In order to make The Bachelor a show where experiences of color are vital, the viewership itself must become more diverse. I don't want to lose its older, mainly white viewership base, I want them to change their lenses and join the party--the postmodern colorful love party that is. Let's abandon our devotion to regurgitative, sexist, rubber stamp love and make way for a much broader viewing base in the process. (Hello expanded demographics, advertising deals, more money, and richer stories.) Let us rethink Chris Harrison. (Fight me in the comments.) Let’s experiment with the experiment. I’d love to see this show become a colorful site of conversation and change.
Can we tell BIPOC love stories made by BIPOC producers for a BIPOC BACHELOR NATION?
This nation doesn’t exist yet. We have to build it together. As a hopeless romantic with a heart full of hope and a head full of worst case scenarios, I say we better fucking try.

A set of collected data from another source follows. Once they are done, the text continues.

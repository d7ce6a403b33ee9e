//! Domain layer - Core business logic with no knowledge of storage or transport
//!
//! This layer contains:
//! - Entities: Character, Item, Class/Subclass, Ancestry/Community, Campaign
//! - Value Objects: ids, modifiers, resource counters, traits, duality dice
//! - Domain Services: derived stat aggregation and the character builder

pub mod entities;
pub mod services;
pub mod value_objects;
//! Notification dispatch table.
//!
//! Maps a platform event type to a notification kind, and a kind plus the
//! event payload to the title, link, image and optional email template the
//! user receives. Recipients travel in the payload as `recipient_ids`.

use serde::{Deserialize, Serialize};
use serde_json::Value;

use crate::types::DbId;

// ---------------------------------------------------------------------------
// Event types
// ---------------------------------------------------------------------------

pub const EVENT_COURSE_ENROLLED: &str = "course.enrolled";
pub const EVENT_SESSION_SCHEDULED: &str = "session.scheduled";
pub const EVENT_ASSESSMENT_ASSIGNED: &str = "assessment.assigned";
pub const EVENT_SURVEY_ASSIGNED: &str = "survey.assigned";
pub const EVENT_CONTENT_UPDATE_SUBMITTED: &str = "content_update.submitted";
pub const EVENT_CONTENT_UPDATE_APPROVED: &str = "content_update.approved";
pub const EVENT_CONTENT_UPDATE_REJECTED: &str = "content_update.rejected";
pub const EVENT_TRAINING_REQUEST_PUBLISHED: &str = "training_request.published";
pub const EVENT_TRAINING_REQUEST_CANCELED: &str = "training_request.canceled";
pub const EVENT_TRAINING_CREATED: &str = "training_request.training_created";

/// Published by the admin bulk status path. Not a user notification.
pub const EVENT_DATA_BULK_STATUS: &str = "data.bulk_status_changed";

/// Payload key holding the ids of the users to notify.
pub const RECIPIENTS_KEY: &str = "recipient_ids";

// ---------------------------------------------------------------------------
// Kinds
// ---------------------------------------------------------------------------

/// What a notification is about. Stored in `notifications.kind`.
#[derive(Debug, Clone, Copy, PartialEq, Eq, Serialize, Deserialize)]
#[serde(rename_all = "snake_case")]
pub enum NotificationKind {
    CourseEnrolled,
    SessionScheduled,
    AssessmentAssigned,
    SurveyAssigned,
    ContentUpdateSubmitted,
    ContentUpdateApproved,
    ContentUpdateRejected,
    TrainingRequestPublished,
    TrainingRequestCanceled,
    TrainingCreated,
}

impl NotificationKind {
    pub fn as_str(&self) -> &'static str {
        match self {
            Self::CourseEnrolled => "course_enrolled",
            Self::SessionScheduled => "session_scheduled",
            Self::AssessmentAssigned => "assessment_assigned",
            Self::SurveyAssigned => "survey_assigned",
            Self::ContentUpdateSubmitted => "content_update_submitted",
            Self::ContentUpdateApproved => "content_update_approved",
            Self::ContentUpdateRejected => "content_update_rejected",
            Self::TrainingRequestPublished => "training_request_published",
            Self::TrainingRequestCanceled => "training_request_canceled",
            Self::TrainingCreated => "training_created",
        }
    }

    /// Kind raised by an event type, if the event notifies anybody.
    pub fn from_event_type(event_type: &str) -> Option<Self> {
        Some(match event_type {
            EVENT_COURSE_ENROLLED => Self::CourseEnrolled,
            EVENT_SESSION_SCHEDULED => Self::SessionScheduled,
            EVENT_ASSESSMENT_ASSIGNED => Self::AssessmentAssigned,
            EVENT_SURVEY_ASSIGNED => Self::SurveyAssigned,
            EVENT_CONTENT_UPDATE_SUBMITTED => Self::ContentUpdateSubmitted,
            EVENT_CONTENT_UPDATE_APPROVED => Self::ContentUpdateApproved,
            EVENT_CONTENT_UPDATE_REJECTED => Self::ContentUpdateRejected,
            EVENT_TRAINING_REQUEST_PUBLISHED => Self::TrainingRequestPublished,
            EVENT_TRAINING_REQUEST_CANCELED => Self::TrainingRequestCanceled,
            EVENT_TRAINING_CREATED => Self::TrainingCreated,
            _ => return None,
        })
    }
}

impl std::fmt::Display for NotificationKind {
    fn fmt(&self, f: &mut std::fmt::Formatter<'_>) -> std::fmt::Result {
        f.write_str(self.as_str())
    }
}

// ---------------------------------------------------------------------------
// Rendering
// ---------------------------------------------------------------------------

/// Site values needed to build links and fall back on images.
#[derive(Debug, Clone)]
pub struct LinkContext<'a> {
    pub base_url: &'a str,
    pub default_image: Option<&'a str>,
}

/// Email part of a notification.
#[derive(Debug, Clone, PartialEq, Eq, Serialize)]
pub struct EmailTemplate {
    pub subject: String,
    /// Template file name inside the mail template directory.
    pub template: &'static str,
}

/// Everything a recipient gets for one event.
#[derive(Debug, Clone, PartialEq, Eq, Serialize)]
pub struct NotificationContent {
    pub title: String,
    pub link: String,
    pub image: Option<String>,
    pub email: Option<EmailTemplate>,
}

fn text<'a>(payload: &'a Value, key: &str) -> Option<&'a str> {
    payload.get(key).and_then(Value::as_str)
}

fn id(payload: &Value, key: &str) -> String {
    payload
        .get(key)
        .and_then(Value::as_i64)
        .map(|v| v.to_string())
        .unwrap_or_default()
}

/// Render the notification for `kind` from an event payload.
///
/// Missing payload values render as empty strings rather than failing.
pub fn render(kind: NotificationKind, payload: &Value, ctx: &LinkContext<'_>) -> NotificationContent {
    let base = ctx.base_url.trim_end_matches('/');
    let title_of = text(payload, "title").unwrap_or("");

    let (title, link, email) = match kind {
        NotificationKind::CourseEnrolled => (
            format!("You have been enrolled in {title_of}"),
            format!("{base}/courses/{}", id(payload, "course_id")),
            Some(EmailTemplate {
                subject: format!("Enrolled: {title_of}"),
                template: "course_enrolled.html",
            }),
        ),
        NotificationKind::SessionScheduled => (
            format!("Session scheduled: {title_of}"),
            format!(
                "{base}/courses/{}/sessions/{}",
                id(payload, "course_id"),
                id(payload, "session_id")
            ),
            Some(EmailTemplate {
                subject: format!("Session scheduled: {title_of}"),
                template: "session_scheduled.html",
            }),
        ),
        NotificationKind::AssessmentAssigned => (
            format!("New assessment: {title_of}"),
            format!("{base}/assessments/{}", id(payload, "assessment_id")),
            None,
        ),
        NotificationKind::SurveyAssigned => (
            format!("New survey: {title_of}"),
            format!("{base}/surveys/{}", id(payload, "survey_id")),
            None,
        ),
        NotificationKind::ContentUpdateSubmitted => (
            format!(
                "{} update submitted for review",
                text(payload, "update_type").unwrap_or("Content")
            ),
            format!("{base}/content-updates/{}", id(payload, "content_update_id")),
            None,
        ),
        NotificationKind::ContentUpdateApproved => (
            format!(
                "Your {} update was approved",
                text(payload, "update_type").unwrap_or("content")
            ),
            format!("{base}/content-updates/{}", id(payload, "content_update_id")),
            None,
        ),
        NotificationKind::ContentUpdateRejected => (
            format!(
                "Your {} update was rejected",
                text(payload, "update_type").unwrap_or("content")
            ),
            format!("{base}/content-updates/{}", id(payload, "content_update_id")),
            Some(EmailTemplate {
                subject: "Your content update was rejected".to_string(),
                template: "content_update_rejected.html",
            }),
        ),
        NotificationKind::TrainingRequestPublished => (
            format!("Training available: {title_of}"),
            format!("{base}/training-requests/{}", id(payload, "training_request_id")),
            None,
        ),
        NotificationKind::TrainingRequestCanceled => (
            format!("Training canceled: {title_of}"),
            format!("{base}/training-requests/{}", id(payload, "training_request_id")),
            None,
        ),
        NotificationKind::TrainingCreated => (
            format!("Training created: {title_of}"),
            format!("{base}/courses/{}", id(payload, "course_id")),
            Some(EmailTemplate {
                subject: format!("Training created: {title_of}"),
                template: "training_created.html",
            }),
        ),
    };

    let image = text(payload, "image")
        .or(ctx.default_image)
        .map(str::to_string);

    NotificationContent {
        title,
        link,
        image,
        email,
    }
}

/// Users an event is addressed to, deduplicated in payload order.
pub fn recipients(payload: &Value) -> Vec<DbId> {
    let ids: Vec<DbId> = payload
        .get(RECIPIENTS_KEY)
        .and_then(|v| serde_json::from_value(v.clone()).ok())
        .unwrap_or_default();
    crate::course::merge_attendees(&ids, &[])
}

#[cfg(test)]
mod tests {
    use super::*;
    use serde_json::json;

    const CTX: LinkContext<'static> = LinkContext {
        base_url: "https://learn.example.org/",
        default_image: Some("https://learn.example.org/logo.png"),
    };

    #[test]
    fn every_kind_round_trips_through_its_event_type() {
        let pairs = [
            (EVENT_COURSE_ENROLLED, NotificationKind::CourseEnrolled),
            (EVENT_SESSION_SCHEDULED, NotificationKind::SessionScheduled),
            (EVENT_ASSESSMENT_ASSIGNED, NotificationKind::AssessmentAssigned),
            (EVENT_SURVEY_ASSIGNED, NotificationKind::SurveyAssigned),
            (EVENT_CONTENT_UPDATE_SUBMITTED, NotificationKind::ContentUpdateSubmitted),
            (EVENT_CONTENT_UPDATE_APPROVED, NotificationKind::ContentUpdateApproved),
            (EVENT_CONTENT_UPDATE_REJECTED, NotificationKind::ContentUpdateRejected),
            (EVENT_TRAINING_REQUEST_PUBLISHED, NotificationKind::TrainingRequestPublished),
            (EVENT_TRAINING_REQUEST_CANCELED, NotificationKind::TrainingRequestCanceled),
            (EVENT_TRAINING_CREATED, NotificationKind::TrainingCreated),
        ];
        for (event_type, kind) in pairs {
            assert_eq!(NotificationKind::from_event_type(event_type), Some(kind));
            assert_eq!(
                serde_json::to_value(kind).unwrap(),
                json!(kind.as_str())
            );
        }
        assert_eq!(NotificationKind::from_event_type(EVENT_DATA_BULK_STATUS), None);
    }

    #[test]
    fn enrollment_renders_link_and_email() {
        let content = render(
            NotificationKind::CourseEnrolled,
            &json!({"title": "First aid", "course_id": 7}),
            &CTX,
        );
        assert_eq!(content.title, "You have been enrolled in First aid");
        assert_eq!(content.link, "https://learn.example.org/courses/7");
        assert_eq!(content.image.as_deref(), Some("https://learn.example.org/logo.png"));
        assert_eq!(content.email.unwrap().template, "course_enrolled.html");
    }

    #[test]
    fn payload_image_overrides_default() {
        let content = render(
            NotificationKind::SurveyAssigned,
            &json!({"title": "Feedback", "survey_id": 3, "image": "x.png"}),
            &CTX,
        );
        assert_eq!(content.image.as_deref(), Some("x.png"));
        assert!(content.email.is_none());
    }

    #[test]
    fn recipients_are_deduplicated() {
        assert_eq!(recipients(&json!({"recipient_ids": [3, 1, 3]})), vec![3, 1]);
        assert!(recipients(&json!({})).is_empty());
        assert!(recipients(&json!({"recipient_ids": "nope"})).is_empty());
    }
}
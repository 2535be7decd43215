use std::sync::Arc;

use learnhub_events::{EventBus, MailDispatcher, PlatformEvent, RecountQueue};

use crate::config::ServerConfig;
use crate::site::SiteConfig;
use crate::ws::WsManager;

/// Shared application state available to all handlers via axum's `State` extractor.
#[derive(Clone)]
pub struct AppState {
    pub pool: learnhub_db::DbPool,
    pub config: Arc<ServerConfig>,
    pub site: Arc<SiteConfig>,
    pub ws_manager: Arc<WsManager>,
    pub event_bus: Arc<EventBus>,
    /// Background org unit counter maintenance.
    pub recount: RecountQueue,
    /// Best-effort templated email.
    pub mailer: MailDispatcher,
}

impl AppState {
    pub fn publish(&self, event: PlatformEvent) {
        self.event_bus.publish(event);
    }
}
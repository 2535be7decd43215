//! HS256 access tokens.

use jsonwebtoken::{decode, encode, DecodingKey, EncodingKey, Header, Validation};
use learnhub_core::types::DbId;
use serde::{Deserialize, Serialize};
use uuid::Uuid;

/// JWT claims embedded in every access token.
#[derive(Debug, Serialize, Deserialize, Clone)]
pub struct Claims {
    /// The user's database id.
    pub sub: DbId,
    /// `admin`, `trainer` or `learner`.
    pub role: String,
    pub exp: i64,
    pub iat: i64,
    /// Unique token identifier (UUID v4).
    pub jti: String,
}

/// Configuration for JWT token generation and validation.
#[derive(Debug, Clone)]
pub struct JwtConfig {
    /// HMAC-SHA256 secret used to sign and verify tokens.
    pub secret: String,
    /// Access token lifetime in minutes (default: 15).
    pub access_token_expiry_mins: i64,
}

const DEFAULT_ACCESS_EXPIRY_MINS: i64 = 15;

impl JwtConfig {
    /// Load JWT configuration from environment variables.
    ///
    /// | Env Var                    | Required | Default |
    /// |----------------------------|----------|---------|
    /// | `JWT_SECRET`               | **yes**  | --      |
    /// | `JWT_ACCESS_EXPIRY_MINS`   | no       | `15`    |
    ///
    /// # Panics
    ///
    /// Panics if `JWT_SECRET` is not set or is empty.
    pub fn from_env() -> Self {
        let secret =
            std::env::var("JWT_SECRET").expect("JWT_SECRET must be set in the environment");
        assert!(!secret.is_empty(), "JWT_SECRET must not be empty");

        let access_token_expiry_mins: i64 = std::env::var("JWT_ACCESS_EXPIRY_MINS")
            .unwrap_or_else(|_| DEFAULT_ACCESS_EXPIRY_MINS.to_string())
            .parse()
            .expect("JWT_ACCESS_EXPIRY_MINS must be a valid i64");

        Self {
            secret,
            access_token_expiry_mins,
        }
    }
}

/// Generate an HS256 access token for the given user.
pub fn generate_access_token(
    user_id: DbId,
    role: &str,
    config: &JwtConfig,
) -> Result<String, jsonwebtoken::errors::Error> {
    let now = chrono::Utc::now().timestamp();
    let claims = Claims {
        sub: user_id,
        role: role.to_string(),
        exp: now + config.access_token_expiry_mins * 60,
        iat: now,
        jti: Uuid::new_v4().to_string(),
    };

    encode(
        &Header::default(),
        &claims,
        &EncodingKey::from_secret(config.secret.as_bytes()),
    )
}

/// Validate signature and expiry, returning the embedded [`Claims`].
pub fn validate_token(
    token: &str,
    config: &JwtConfig,
) -> Result<Claims, jsonwebtoken::errors::Error> {
    let token_data = decode::<Claims>(
        token,
        &DecodingKey::from_secret(config.secret.as_bytes()),
        &Validation::default(),
    )?;
    Ok(token_data.claims)
}
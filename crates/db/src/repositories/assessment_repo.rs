//! Repository for the `assessments` table.

use sqlx::types::Json;
use sqlx::{PgExecutor, PgPool, Postgres, Transaction};
use learnhub_core::assessment::DEFAULT_PASS_MARK;
use learnhub_core::types::DbId;

use crate::models::assessment::{Assessment, CreateAssessment, UpdateAssessment};

/// Column list for `assessments` queries.
const COLUMNS: &str = "id, title, description, questions, pass_mark, attendee_ids, preview_key, \
    is_active, created_by, created_at, updated_at";

/// Provides CRUD operations for assessments.
pub struct AssessmentRepo;

impl AssessmentRepo {
    pub async fn create(
        pool: &PgPool,
        input: &CreateAssessment,
        created_by: DbId,
    ) -> Result<Assessment, sqlx::Error> {
        let query = format!(
            "INSERT INTO assessments (title, description, questions, pass_mark, created_by)
             VALUES ($1, $2, $3, $4, $5)
             RETURNING {COLUMNS}"
        );
        sqlx::query_as::<_, Assessment>(&query)
            .bind(input.title.trim())
            .bind(&input.description)
            .bind(Json(&input.questions))
            .bind(input.pass_mark.unwrap_or(DEFAULT_PASS_MARK))
            .bind(created_by)
            .fetch_one(pool)
            .await
    }

    pub async fn find_by_id(pool: &PgPool, id: DbId) -> Result<Option<Assessment>, sqlx::Error> {
        let query = format!("SELECT {COLUMNS} FROM assessments WHERE id = $1");
        sqlx::query_as::<_, Assessment>(&query)
            .bind(id)
            .fetch_optional(pool)
            .await
    }

    pub async fn find_many(pool: &PgPool, ids: &[DbId]) -> Result<Vec<Assessment>, sqlx::Error> {
        let query = format!("SELECT {COLUMNS} FROM assessments WHERE id = ANY($1) ORDER BY id");
        sqlx::query_as::<_, Assessment>(&query)
            .bind(ids)
            .fetch_all(pool)
            .await
    }

    pub async fn list(pool: &PgPool, include_inactive: bool) -> Result<Vec<Assessment>, sqlx::Error> {
        let query = format!(
            "SELECT {COLUMNS} FROM assessments
             WHERE ($1 OR is_active = true)
             ORDER BY created_at DESC, id DESC"
        );
        sqlx::query_as::<_, Assessment>(&query)
            .bind(include_inactive)
            .fetch_all(pool)
            .await
    }

    /// Update an assessment. Only non-`None` fields in `input` are applied.
    pub async fn update(
        pool: &PgPool,
        id: DbId,
        input: &UpdateAssessment,
    ) -> Result<Option<Assessment>, sqlx::Error> {
        let query = format!(
            "UPDATE assessments SET
                title = COALESCE($2, title),
                description = COALESCE($3, description),
                questions = COALESCE($4, questions),
                pass_mark = COALESCE($5, pass_mark),
                is_active = COALESCE($6, is_active),
                updated_at = NOW()
             WHERE id = $1
             RETURNING {COLUMNS}"
        );
        sqlx::query_as::<_, Assessment>(&query)
            .bind(id)
            .bind(input.title.as_deref().map(str::trim))
            .bind(&input.description)
            .bind(input.questions.as_ref().map(Json))
            .bind(input.pass_mark)
            .bind(input.is_active)
            .fetch_optional(pool)
            .await
    }

    /// Lock a row for the rest of the transaction.
    pub async fn find_for_update(
        tx: &mut Transaction<'_, Postgres>,
        id: DbId,
    ) -> Result<Option<Assessment>, sqlx::Error> {
        let query = format!("SELECT {COLUMNS} FROM assessments WHERE id = $1 FOR UPDATE");
        sqlx::query_as::<_, Assessment>(&query)
            .bind(id)
            .fetch_optional(&mut **tx)
            .await
    }

    /// Replace the attendee list.
    pub async fn set_attendees<'e>(
        executor: impl PgExecutor<'e>,
        id: DbId,
        attendee_ids: &[DbId],
    ) -> Result<Option<Assessment>, sqlx::Error> {
        let query = format!(
            "UPDATE assessments SET attendee_ids = $2, updated_at = NOW()
             WHERE id = $1
             RETURNING {COLUMNS}"
        );
        sqlx::query_as::<_, Assessment>(&query)
            .bind(id)
            .bind(attendee_ids)
            .fetch_optional(executor)
            .await
    }

    pub async fn set_preview_key(pool: &PgPool, id: DbId, key: &str) -> Result<(), sqlx::Error> {
        sqlx::query("UPDATE assessments SET preview_key = $2 WHERE id = $1")
            .bind(id)
            .bind(key)
            .execute(pool)
            .await?;
        Ok(())
    }
}
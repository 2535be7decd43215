//! Route definitions for `/notifications` and `/mail-logs`.

use axum::routing::{get, post};
use axum::Router;

use crate::handlers::notifications;
use crate::state::AppState;

/// Routes mounted at `/notifications`.
///
/// ```text
/// GET   /               -> list (?unread_only=&limit=&offset=)
/// GET   /unread-count   -> unread count
/// POST  /read-all       -> mark all read
/// POST  /{id}/read      -> mark one read
/// ```
pub fn router() -> Router<AppState> {
    Router::new()
        .route("/", get(notifications::list_notifications))
        .route("/unread-count", get(notifications::unread_count))
        .route("/read-all", post(notifications::mark_all_read))
        .route("/{id}/read", post(notifications::mark_read))
}

/// Routes mounted at `/mail-logs` (admin).
pub fn mail_logs_router() -> Router<AppState> {
    Router::new().route("/", get(notifications::list_mail_logs))
}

We have to allow The Bachelor’s history of virtue signalling and white privilege apologetics to evolve into a future of self-criticism, and even allow for the presence of productive shame. Shame catalyzes all sorts of little revolutions. The Bachelor has been a machine for the white status quo. But it doesn’t have to continue on that path. As the streets come alive with peaceful protest against police brutality and continued acts of police brutality, The Bachelor media megabeast has everything to prove in creating a BLM future. It’s beyond about time.
The Bachelorette Season 16 will premiere on Tuesday, October 13th on ABC and star both Clare Crowley and our second ever black bachelorette, Tayshia Adams as bachelorettes. Get ready for some memes and recaps and new reality televisual norms for empowering love in full color.